ASSIGNED TASK:
Find every line in the records below that holds the word "tracing", and copy each one.

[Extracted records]
------------------------------------
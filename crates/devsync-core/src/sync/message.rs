//! Inbound frame decoding
//!
//! Frames are UTF-8 JSON of the shape `{ "type": string, "payload"?: object }`.
//! They are decoded into a closed enum at the transport boundary; tags this
//! client does not know become [`InboundMessage::Unhandled`].

use serde::Deserialize;
use serde_json::{Map, Value};

use crate::error::DecodeError;

pub const SESSION_UPDATE: &str = "SESSION_UPDATE";
pub const DEVICE_REMOVED: &str = "DEVICE_REMOVED";
pub const FORCE_LOGOUT: &str = "FORCE_LOGOUT";
pub const DATA_UPDATE: &str = "DATA_UPDATE";

/// `dataType` of a DATA_UPDATE that carries user fields
pub const USER_UPDATE: &str = "USER_UPDATE";

/// A decoded control message from the session fanout endpoint
#[derive(Debug, Clone, PartialEq)]
pub enum InboundMessage {
    /// Session list changed somewhere; re-fetch it
    SessionUpdate,
    /// A device was signed out remotely
    DeviceRemoved { device_id: String },
    /// This client must sign out
    ForceLogout,
    /// Server pushed a data change
    DataUpdate(DataUpdate),
    /// Well-formed frame with a tag this client does not handle
    Unhandled { kind: String },
}

/// Payload of a DATA_UPDATE frame
#[derive(Debug, Clone, PartialEq)]
pub enum DataUpdate {
    /// Fields to merge into the current user
    User(Map<String, Value>),
    /// Any other data type, kept for logging
    Other { data_type: String, data: Value },
}

#[derive(Deserialize)]
struct RawFrame {
    #[serde(rename = "type")]
    kind: String,
    #[serde(default)]
    payload: Option<Value>,
}

#[derive(Deserialize)]
#[serde(rename_all = "camelCase")]
struct DeviceRemovedPayload {
    device_id: String,
}

#[derive(Deserialize)]
#[serde(rename_all = "camelCase")]
struct DataUpdatePayload {
    data_type: String,
    #[serde(default)]
    data: Value,
}

impl InboundMessage {
    /// Decode a text frame
    pub fn decode(text: &str) -> Result<Self, DecodeError> {
        let frame: RawFrame = serde_json::from_str(text)?;

        match frame.kind.as_str() {
            SESSION_UPDATE => Ok(InboundMessage::SessionUpdate),
            FORCE_LOGOUT => Ok(InboundMessage::ForceLogout),
            DEVICE_REMOVED => {
                let payload: DeviceRemovedPayload = parse_payload(DEVICE_REMOVED, frame.payload)?;
                Ok(InboundMessage::DeviceRemoved {
                    device_id: payload.device_id,
                })
            }
            DATA_UPDATE => {
                let payload: DataUpdatePayload = parse_payload(DATA_UPDATE, frame.payload)?;
                let update = if payload.data_type == USER_UPDATE {
                    match payload.data {
                        Value::Object(fields) => DataUpdate::User(fields),
                        other => {
                            return Err(DecodeError::InvalidUserData {
                                found: json_type_name(&other),
                            })
                        }
                    }
                } else {
                    DataUpdate::Other {
                        data_type: payload.data_type,
                        data: payload.data,
                    }
                };
                Ok(InboundMessage::DataUpdate(update))
            }
            _ => Ok(InboundMessage::Unhandled { kind: frame.kind }),
        }
    }

    /// Wire tag for logging
    pub fn kind(&self) -> &str {
        match self {
            InboundMessage::SessionUpdate => SESSION_UPDATE,
            InboundMessage::DeviceRemoved { .. } => DEVICE_REMOVED,
            InboundMessage::ForceLogout => FORCE_LOGOUT,
            InboundMessage::DataUpdate(_) => DATA_UPDATE,
            InboundMessage::Unhandled { kind } => kind,
        }
    }
}

fn parse_payload<T>(kind: &'static str, payload: Option<Value>) -> Result<T, DecodeError>
where
    T: for<'de> Deserialize<'de>,
{
    let payload = match payload {
        None | Some(Value::Null) => return Err(DecodeError::MissingPayload { kind }),
        Some(payload) => payload,
    };
    serde_json::from_value(payload).map_err(|source| DecodeError::InvalidPayload { kind, source })
}

fn json_type_name(value: &Value) -> &'static str {
    match value {
        Value::Null => "null",
        Value::Bool(_) => "boolean",
        Value::Number(_) => "number",
        Value::String(_) => "string",
        Value::Array(_) => "array",
        Value::Object(_) => "object",
    }
}
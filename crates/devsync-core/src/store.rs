//! Shared application state
//!
//! The sync client never touches UI or local component state. It mutates
//! this store through the [`SessionStore`] operations, and anything that
//! observes the store (the CLI, a UI layer) reacts to the [`StoreEvent`]s
//! it publishes.
//!
//! ## Usage
//!
//! ```ignore
//! let credentials = Arc::new(FileCredentialStore::new(config.credentials_path()));
//! let (store, mut events) = AppStore::new(credentials, &config);
//!
//! while let Some(event) = events.recv().await {
//!     // re-fetch sessions, redraw, ...
//! }
//! ```

use std::sync::{Arc, Mutex};

use serde_json::{Map, Value};
use tokio::sync::mpsc;
use tracing::{debug, info, warn};

use crate::api::DeviceSession;
use crate::config::Config;
use crate::credentials::CredentialStore;

/// Shared-state operations driven by inbound sync messages
pub trait SessionStore: Send + Sync {
    /// Device id of this running client, read fresh on every call
    fn current_device_id(&self) -> Option<String>;

    /// Re-fetch the session list from the authoritative source
    fn refresh_sessions(&self);

    /// Clear credentials and shared state
    fn force_logout(&self);

    /// Merge the given fields into the current user
    fn merge_user_update(&self, fields: Map<String, Value>);
}

/// Change notifications published by [`AppStore`]
#[derive(Debug, Clone, PartialEq)]
pub enum StoreEvent {
    /// Session list is out of date and should be re-fetched
    SessionsStale,
    /// Session list was replaced with fresh data
    SessionsReplaced { count: usize },
    /// User fields changed; carries the merged fields only
    UserUpdated(Map<String, Value>),
    /// Credentials and state were cleared
    LoggedOut,
}

/// Snapshot of the shared state
#[derive(Debug, Clone, Default, PartialEq)]
pub struct AppState {
    /// Current user's fields
    pub user: Map<String, Value>,
    /// Last fetched session list
    pub sessions: Vec<DeviceSession>,
    /// Set by a refresh request, cleared when sessions are replaced
    pub sessions_stale: bool,
}

/// In-memory shared state backed by a credential store
pub struct AppStore {
    credentials: Arc<dyn CredentialStore>,
    token_key: String,
    device_id_key: String,
    state: Mutex<AppState>,
    events: mpsc::UnboundedSender<StoreEvent>,
}

impl AppStore {
    /// Create a store and the receiver for its events
    pub fn new(
        credentials: Arc<dyn CredentialStore>,
        config: &Config,
    ) -> (Arc<Self>, mpsc::UnboundedReceiver<StoreEvent>) {
        let (events, event_rx) = mpsc::unbounded_channel();
        let store = Arc::new(Self {
            credentials,
            token_key: config.token_key.clone(),
            device_id_key: config.device_id_key.clone(),
            state: Mutex::new(AppState::default()),
            events,
        });
        (store, event_rx)
    }

    /// Current bearer token, if logged in
    pub fn token(&self) -> Option<String> {
        match self.credentials.get(&self.token_key) {
            Ok(token) => token.filter(|t| !t.is_empty()),
            Err(e) => {
                warn!("Failed to read token: {}", e);
                None
            }
        }
    }

    pub fn is_logged_in(&self) -> bool {
        self.token().is_some()
    }

    /// Copy of the current state
    pub fn snapshot(&self) -> AppState {
        self.lock().clone()
    }

    /// Replace the session list with freshly fetched data
    pub fn replace_sessions(&self, sessions: Vec<DeviceSession>) {
        let count = sessions.len();
        {
            let mut state = self.lock();
            state.sessions = sessions;
            state.sessions_stale = false;
        }
        self.emit(StoreEvent::SessionsReplaced { count });
    }

    fn lock(&self) -> std::sync::MutexGuard<'_, AppState> {
        self.state.lock().unwrap_or_else(|e| e.into_inner())
    }

    fn emit(&self, event: StoreEvent) {
        // Nobody listening is fine
        let _ = self.events.send(event);
    }
}

impl SessionStore for AppStore {
    fn current_device_id(&self) -> Option<String> {
        match self.credentials.get(&self.device_id_key) {
            Ok(id) => id,
            Err(e) => {
                warn!("Failed to read device id: {}", e);
                None
            }
        }
    }

    fn refresh_sessions(&self) {
        self.lock().sessions_stale = true;
        debug!("Session list marked stale");
        self.emit(StoreEvent::SessionsStale);
    }

    fn force_logout(&self) {
        for key in [&self.token_key, &self.device_id_key] {
            if let Err(e) = self.credentials.remove(key) {
                warn!("Failed to clear credential '{}': {}", key, e);
            }
        }
        *self.lock() = AppState::default();
        info!("Local session cleared");
        self.emit(StoreEvent::LoggedOut);
    }

    fn merge_user_update(&self, fields: Map<String, Value>) {
        {
            let mut state = self.lock();
            for (key, value) in &fields {
                state.user.insert(key.clone(), value.clone());
            }
        }
        self.emit(StoreEvent::UserUpdated(fields));
    }
}
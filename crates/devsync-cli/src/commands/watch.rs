//! Watch command handler
//!
//! Runs the sync client in the foreground and reports what it does until
//! Ctrl-C, a forced logout, or the client giving up.

use std::sync::Arc;

use anyhow::{bail, Result};
use tracing::{info, warn};

use devsync_core::sync::DisconnectReason;
use devsync_core::{
    AppStore, Config, ConnectionState, CredentialStore, SessionApi, SessionStore, StoreEvent,
    SyncSlot,
};

use super::open_credentials;
use crate::output::Output;

/// Why the watch loop ended
#[derive(Debug, PartialEq)]
enum WatchEnd {
    Interrupted,
    LoggedOut,
    Disconnected(DisconnectReason),
}

/// Follow real-time session updates
pub async fn run(config: Config, output: &Output) -> Result<()> {
    let credentials: Arc<dyn CredentialStore> = open_credentials(&config);
    let (store, mut events) = AppStore::new(credentials.clone(), &config);

    if !store.is_logged_in() {
        bail!("Not logged in. Run `devsync login --token <token>` first.");
    }

    let api_url = config.api_url.clone();
    let server_url = config.server_url.clone();
    let slot = SyncSlot::new(config, credentials, store.clone());
    let client = slot.get_instance();
    let mut status = client.subscribe();

    output.message("Watching for session updates (Ctrl-C to stop)...");
    output.print_state(&client.status());
    refresh_sessions(&store, &api_url).await;

    let ctrl_c = tokio::signal::ctrl_c();
    tokio::pin!(ctrl_c);

    let end = loop {
        tokio::select! {
            _ = &mut ctrl_c => break WatchEnd::Interrupted,
            changed = status.changed() => {
                if changed.is_err() {
                    break WatchEnd::Disconnected(DisconnectReason::Shutdown);
                }
                let snapshot = *status.borrow_and_update();
                output.print_state(&snapshot);
                if let ConnectionState::Disconnected(reason) = snapshot.state {
                    break WatchEnd::Disconnected(reason);
                }
            }
            event = events.recv() => match event {
                Some(StoreEvent::SessionsStale) => refresh_sessions(&store, &api_url).await,
                Some(StoreEvent::SessionsReplaced { .. }) => {
                    let sessions = store.snapshot().sessions;
                    output.print_sessions(&sessions, store.current_device_id().as_deref());
                }
                Some(StoreEvent::UserUpdated(fields)) => output.print_user_update(&fields),
                Some(StoreEvent::LoggedOut) => break WatchEnd::LoggedOut,
                None => break WatchEnd::Disconnected(DisconnectReason::Shutdown),
            }
        }
    };

    slot.destroy_instance().await;
    info!("Watch ended: {:?}", end);

    match end {
        WatchEnd::Interrupted | WatchEnd::Disconnected(DisconnectReason::Shutdown) => {
            output.message("Stopped.");
            Ok(())
        }
        WatchEnd::LoggedOut => {
            output.message("Signed out by the server. Log in again to resume.");
            Ok(())
        }
        WatchEnd::Disconnected(DisconnectReason::NoCredentials) => {
            output.message("Stored token is gone. Log in again to resume.");
            Ok(())
        }
        WatchEnd::Disconnected(DisconnectReason::RetriesExhausted) => {
            bail!("Gave up reconnecting to {}", server_url)
        }
    }
}

/// Re-fetch the session list into the store
///
/// Failures are logged; the next `SESSION_UPDATE` retries.
async fn refresh_sessions(store: &AppStore, api_url: &str) {
    let Some(token) = store.token() else {
        return;
    };

    match SessionApi::new(api_url, &token).list_sessions().await {
        Ok(sessions) => store.replace_sessions(sessions),
        Err(e) => warn!("Failed to refresh sessions: {}", e),
    }
}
------------------------------------
ANSWER SECTION:
use tracing::{debug, info, warn};
use tracing::{info, warn};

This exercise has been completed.